Work instruction :: Copy every line of the following data that includes the string "Clone".

Material provided ::

use colored::Colorize;
use serde::Serialize;

use pdfsearch_core::analysis::{self, Analysis};
use pdfsearch_core::classify::classify;
use pdfsearch_core::Strategy;

use crate::prelude::{println, *};

#[derive(Debug, clap::Args)]
pub struct Options {
    /// Path to the PDF file
    path: std::path::PathBuf,

    /// Span classification strategy
    #[arg(long, default_value = "relative")]
    strategy: Strategy,

    /// Also print the recommendation prompt built from the analysis
    #[arg(long)]
    prompt: bool,

    /// Output the analysis as JSON
    #[arg(long)]
    json: bool,
}

#[derive(Debug, Serialize)]
struct AnalysisOutput<'a> {
    document: String,
    strategy: Strategy,
    #[serde(flatten)]
    analysis: &'a Analysis,
    #[serde(skip_serializing_if = "Option::is_none")]
    prompt: Option<String>,
}

fn print_table(analysis: &Analysis) {
    let mut table = new_table();
    table.add_row(prettytable::row![
        "Role".bold().cyan(),
        "Spans".bold().cyan(),
        "Samples".bold().cyan()
    ]);

    for (role, count) in &analysis.counts {
        let samples = analysis
            .samples
            .get(role)
            .map(|texts| {
                texts
                    .iter()
                    .map(|t| format!("\"{t}\""))
                    .collect::<Vec<_>>()
                    .join("\n")
            })
            .unwrap_or_default();
        table.add_row(prettytable::row![
            role.as_str().green(),
            count.to_string().bright_white(),
            samples.bright_black()
        ]);
    }

    table.printstd();
}

pub fn run(options: Options, _global: crate::Global) -> Result<()> {
    let document = crate::document::load(&options.path)?;
    let classified = classify(&document.spans(), options.strategy);
    let analysis = analysis::analyze(&classified);

    if options.json {
        let output = AnalysisOutput {
            document: document.path.display().to_string(),
            strategy: options.strategy,
            analysis: &analysis,
            prompt: options.prompt.then(|| analysis::advisory_prompt(&analysis)),
        };
        println!("{}", serde_json::to_string_pretty(&output)?);
        return Ok(());
    }

    println!(
        "{} {} ({} pages, {} spans, strategy {})",
        "Analysis of".bold(),
        document.path.display(),
        document.pages.len(),
        analysis.total_spans,
        options.strategy
    );

    if analysis.counts.is_empty() {
        println!("{}", "No text found.".yellow());
    } else {
        print_table(&analysis);
    }

    if options.prompt {
        println!("\n{}\n", "== Recommendation prompt ==".bold().cyan());
        println!("{}", analysis::advisory_prompt(&analysis));
    }

    Ok(())
}
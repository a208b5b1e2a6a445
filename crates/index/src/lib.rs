//! Persistent page index backed by SQLite FTS5.
//!
//! [`IndexBuilder`] writes one row per [`PageRecord`] into a fresh database
//! and atomically swaps it into place. [`IndexHandle`] opens that database
//! read-only and answers searches in every [`Mode`], delegating ordering to
//! `pdfsearch_core::search`.
//!
//! ```rust,ignore
//! let handle = IndexBuilder::new("indexdir").build(&records, &info)?;
//! let hits = handle.search("introduction", Mode::Weighted)?;
//! handle.close()?;
//! ```
//!
//! [`PageRecord`]: pdfsearch_core::PageRecord
//! [`Mode`]: pdfsearch_core::Mode

use std::path::PathBuf;

use chrono::{DateTime, Utc};
use serde::Serialize;
use thiserror::Error;

use pdfsearch_core::query::QueryError;
use pdfsearch_core::Strategy;

mod builder;
mod handle;
pub mod schema;
pub mod scoring;

pub use builder::IndexBuilder;
pub use handle::IndexHandle;

#[derive(Debug, Error)]
pub enum IndexError {
    #[error("index not found at {}", .0.display())]
    NotFound(PathBuf),
    #[error(transparent)]
    Query(#[from] QueryError),
    #[error("SQLite error: {0}")]
    Sqlite(#[from] rusqlite::Error),
    #[error("I/O error: {0}")]
    Io(#[from] std::io::Error),
    #[error("index schema version {found} is not supported (expected {expected})")]
    SchemaVersion { found: String, expected: u32 },
    #[error("corrupt index: {0}")]
    Corrupt(String),
}

impl IndexError {
    /// Map an error raised while running a MATCH query. FTS5 syntax errors
    /// are the user's query, not a storage failure.
    pub(crate) fn from_match(err: rusqlite::Error) -> Self {
        let message = err.to_string();
        let rejected = ["fts5", "no such column", "unterminated", "malformed MATCH"]
            .iter()
            .any(|needle| message.contains(needle));

        if rejected {
            IndexError::Query(QueryError::Rejected(message))
        } else {
            IndexError::Sqlite(err)
        }
    }
}

/// Provenance recorded alongside the pages of a build.
#[derive(Debug, Clone, PartialEq)]
pub struct BuildInfo {
    pub source_path: String,
    /// Hex SHA-256 of the source document bytes.
    pub source_sha256: String,
    pub strategy: Strategy,
    pub built_at: DateTime<Utc>,
}

/// Metadata read back from an existing index.
#[derive(Debug, Clone, PartialEq, Serialize)]
pub struct IndexMeta {
    pub schema_version: u32,
    pub source_path: String,
    pub source_sha256: String,
    pub strategy: Strategy,
    pub page_count: usize,
    /// RFC 3339 build timestamp.
    pub built_at: String,
}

Task output ::
#[derive(Debug, Clone, PartialEq)]
#[derive(Debug, Clone, PartialEq, Serialize)]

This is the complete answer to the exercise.